◆ TASK TO CARRY OUT
Report only the number of lines below in which the string "visited" appears.

◆ GIVEN RECORDS
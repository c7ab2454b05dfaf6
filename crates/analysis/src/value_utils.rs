//! Shared value-chasing helpers: cast stripping, allocation naming, and
//! constant recovery through local slots.

use rustc_hash::FxHashSet;
use smallvec::SmallVec;
use stackscan_ir::{ConstExpr, Constant, Function, Inst, InstData, MdNode, Module, Operand};

/// Strip any cast chain (value and constant-expression casts alike).
pub fn strip_casts(func: &Function, op: &Operand) -> Operand {
    let mut cur = op.clone();
    for _ in 0..64 {
        match &cur {
            Operand::Value(v) => {
                let Some(def) = func.value_inst(*v) else { break };
                match &func.insts[def] {
                    InstData::Cast { value, .. } => cur = value.clone(),
                    _ => break,
                }
            }
            Operand::Const(Constant::Expr(expr)) => match expr.as_ref() {
                ConstExpr::Cast { value, .. } => cur = value.clone(),
                _ => break,
            },
            _ => break,
        }
    }
    cur
}

/// Strip only integer-to-integer casts.
pub fn strip_int_casts(func: &Function, op: &Operand) -> Operand {
    let mut cur = op.clone();
    for _ in 0..64 {
        match &cur {
            Operand::Value(v) => {
                let Some(def) = func.value_inst(*v) else { break };
                match &func.insts[def] {
                    InstData::Cast { op, value, .. } if op.is_int_cast() => {
                        cur = value.clone();
                    }
                    _ => break,
                }
            }
            Operand::Const(Constant::Expr(expr)) => match expr.as_ref() {
                ConstExpr::Cast { op, value, .. } if op.is_int_cast() => {
                    cur = value.clone();
                }
                _ => break,
            },
            _ => break,
        }
    }
    cur
}

/// Is this GEP a no-op (every index a constant zero)?
fn gep_is_zero(indices: &[Operand]) -> bool {
    indices.iter().all(|idx| idx.const_sext() == Some(0))
}

/// Strip pointer-preserving casts and zero-offset GEPs, like LLVM's
/// `stripPointerCasts`.
pub fn strip_pointer_casts(func: &Function, op: &Operand) -> Operand {
    let mut cur = op.clone();
    for _ in 0..64 {
        match &cur {
            Operand::Value(v) => {
                let Some(def) = func.value_inst(*v) else { break };
                match &func.insts[def] {
                    InstData::Cast { op, value, .. } if op.preserves_pointer() => {
                        cur = value.clone();
                    }
                    InstData::GetElementPtr { base, indices, .. } if gep_is_zero(indices) => {
                        cur = base.clone();
                    }
                    _ => break,
                }
            }
            Operand::Const(Constant::Expr(expr)) => match expr.as_ref() {
                ConstExpr::Cast { op, value, .. } if op.preserves_pointer() => {
                    cur = value.clone();
                }
                ConstExpr::GetElementPtr { base, indices, .. } if gep_is_zero(indices) => {
                    cur = base.clone();
                }
                _ => break,
            },
            _ => break,
        }
    }
    cur
}

/// The alloca instruction behind an operand, if the operand is directly an
/// allocation result (no stripping).
pub fn as_alloca(func: &Function, op: &Operand) -> Option<Inst> {
    let v = op.as_value()?;
    let def = func.value_inst(v)?;
    match func.insts[def] {
        InstData::Alloca { .. } => Some(def),
        _ => None,
    }
}

/// Like `as_alloca`, after stripping pointer casts.
pub fn as_alloca_stripped(func: &Function, op: &Operand) -> Option<Inst> {
    as_alloca(func, &strip_pointer_casts(func, op))
}

fn is_dbg_declare_callee(module: &Module, callee: &Operand) -> bool {
    match callee.as_func() {
        Some(f) => {
            let name = &module.functions[f].name;
            name == "llvm.dbg.declare" || name == "llvm.dbg.value"
        }
        None => false,
    }
}

/// Recover a printable name for an allocation: the IR value name when it
/// has one, else the first debug-record variable naming it, else the name
/// of a slot it is stored into.
pub fn derive_alloca_name(module: &Module, func: &Function, alloca: Inst) -> String {
    let Some(root) = func.inst_result(alloca) else {
        return "<unnamed>".to_string();
    };
    if let Some(name) = func.value_name(root) {
        if !name.is_empty() && !name.chars().all(|c| c.is_ascii_digit()) {
            return name.to_string();
        }
    }

    let mut visited: FxHashSet<stackscan_ir::Value> = FxHashSet::default();
    let mut worklist: SmallVec<[stackscan_ir::Value; 8]> = SmallVec::new();
    worklist.push(root);

    while let Some(v) = worklist.pop() {
        if !visited.insert(v) {
            continue;
        }
        for &user in func.uses_of(v) {
            match &func.insts[user] {
                InstData::DebugRecord {
                    value, variable, ..
                } => {
                    if value.as_value() == Some(v) {
                        if let Some(var) = variable {
                            if let MdNode::LocalVariable { name, .. } = module.metadata.node(*var)
                            {
                                if !name.is_empty() {
                                    return name.clone();
                                }
                            }
                        }
                    }
                }
                InstData::Call { callee, args, .. } if is_dbg_declare_callee(module, callee) => {
                    if args.first().and_then(|a| a.value.as_value()) == Some(v) {
                        if let Some(Operand::Metadata(var)) = args.get(1).map(|a| &a.value) {
                            if let MdNode::LocalVariable { name, .. } = module.metadata.node(*var)
                            {
                                if !name.is_empty() {
                                    return name.clone();
                                }
                            }
                        }
                    }
                }
                InstData::Store { value, ptr } => {
                    if value.as_value() != Some(v) {
                        continue;
                    }
                    let dst = strip_pointer_casts(func, ptr);
                    if let Some(slot) = as_alloca(func, &dst) {
                        if let Some(slot_val) = func.inst_result(slot) {
                            if let Some(name) = func.value_name(slot_val) {
                                if !name.is_empty() && !name.chars().all(|c| c.is_ascii_digit()) {
                                    return name.to_string();
                                }
                            }
                        }
                    }
                    if let Some(dst_v) = dst.as_value() {
                        worklist.push(dst_v);
                    }
                }
                InstData::Cast { op, .. } if op.preserves_pointer() => {
                    if let Some(result) = func.inst_result(user) {
                        worklist.push(result);
                    }
                }
                InstData::GetElementPtr { .. } => {
                    if let Some(result) = func.inst_result(user) {
                        worklist.push(result);
                    }
                }
                InstData::Phi { .. } | InstData::Select { .. } => {
                    if let Some(result) = func.inst_result(user) {
                        if module.types.is_ptr(func.value_type(result)) {
                            worklist.push(result);
                        }
                    }
                }
                _ => {}
            }
        }
    }

    "<unnamed>".to_string()
}

/// Recover a compile-time constant for a value: strip casts; a direct
/// constant wins; a load from a local slot falls back to scanning the
/// function for stores of constants into that slot.
///
/// The scan keeps the *last* constant store in iteration order, with no
/// dominance check; branch-dependent initialization can misreport.
pub fn const_from_value(func: &Function, op: &Operand) -> Option<u64> {
    let cur = strip_casts(func, op);
    if let Some(c) = cur.const_zext() {
        return Some(c);
    }

    let v = cur.as_value()?;
    let def = func.value_inst(v)?;
    let InstData::Load { ptr, .. } = &func.insts[def] else {
        return None;
    };

    let mut found = None;
    for (_, inst) in func.insts_in_order() {
        let InstData::Store { value, ptr: dst } = &func.insts[inst] else {
            continue;
        };
        if dst != ptr {
            continue;
        }
        if let Some(c) = value.const_zext() {
            found = Some(c);
        }
    }
    found
}

#[cfg(test)]
mod tests {
    use super::*;
    use stackscan_reader::parse_module;

    #[test]
    fn const_through_local_slot() {
        let text = r#"
define void @f() {
entry:
  %n = alloca i32, align 4
  store i32 6, ptr %n, align 4
  %v = load i32, ptr %n, align 4
  %conv = sext i32 %v to i64
  %buf = alloca i8, i64 %conv, align 1
  ret void
}
"#;
        let module = parse_module(text).unwrap();
        let f = module.func_by_name("f").unwrap();
        let func = &module.functions[f];
        let entry = func.entry_block().unwrap();
        let buf = func.blocks[entry].insts[4];
        let InstData::Alloca { count, .. } = &func.insts[buf] else {
            panic!("expected alloca");
        };
        assert_eq!(const_from_value(func, count), Some(6));
    }

    #[test]
    fn last_store_wins() {
        let text = r#"
define void @f() {
entry:
  %n = alloca i32, align 4
  store i32 6, ptr %n, align 4
  store i32 9, ptr %n, align 4
  %v = load i32, ptr %n, align 4
  ret void
}
"#;
        let module = parse_module(text).unwrap();
        let f = module.func_by_name("f").unwrap();
        let func = &module.functions[f];
        let entry = func.entry_block().unwrap();
        let load = func.blocks[entry].insts[3];
        let loaded = func.inst_result(load).unwrap();
        assert_eq!(
            const_from_value(func, &Operand::Value(loaded)),
            Some(9)
        );
    }

    #[test]
    fn named_alloca_uses_ir_name() {
        let text = r#"
define void @f() {
entry:
  %buf = alloca [8 x i8], align 1
  ret void
}
"#;
        let module = parse_module(text).unwrap();
        let f = module.func_by_name("f").unwrap();
        let func = &module.functions[f];
        let entry = func.entry_block().unwrap();
        let alloca = func.blocks[entry].insts[0];
        assert_eq!(derive_alloca_name(&module, func, alloca), "buf");
    }
}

◆ ANSWER SPACE
2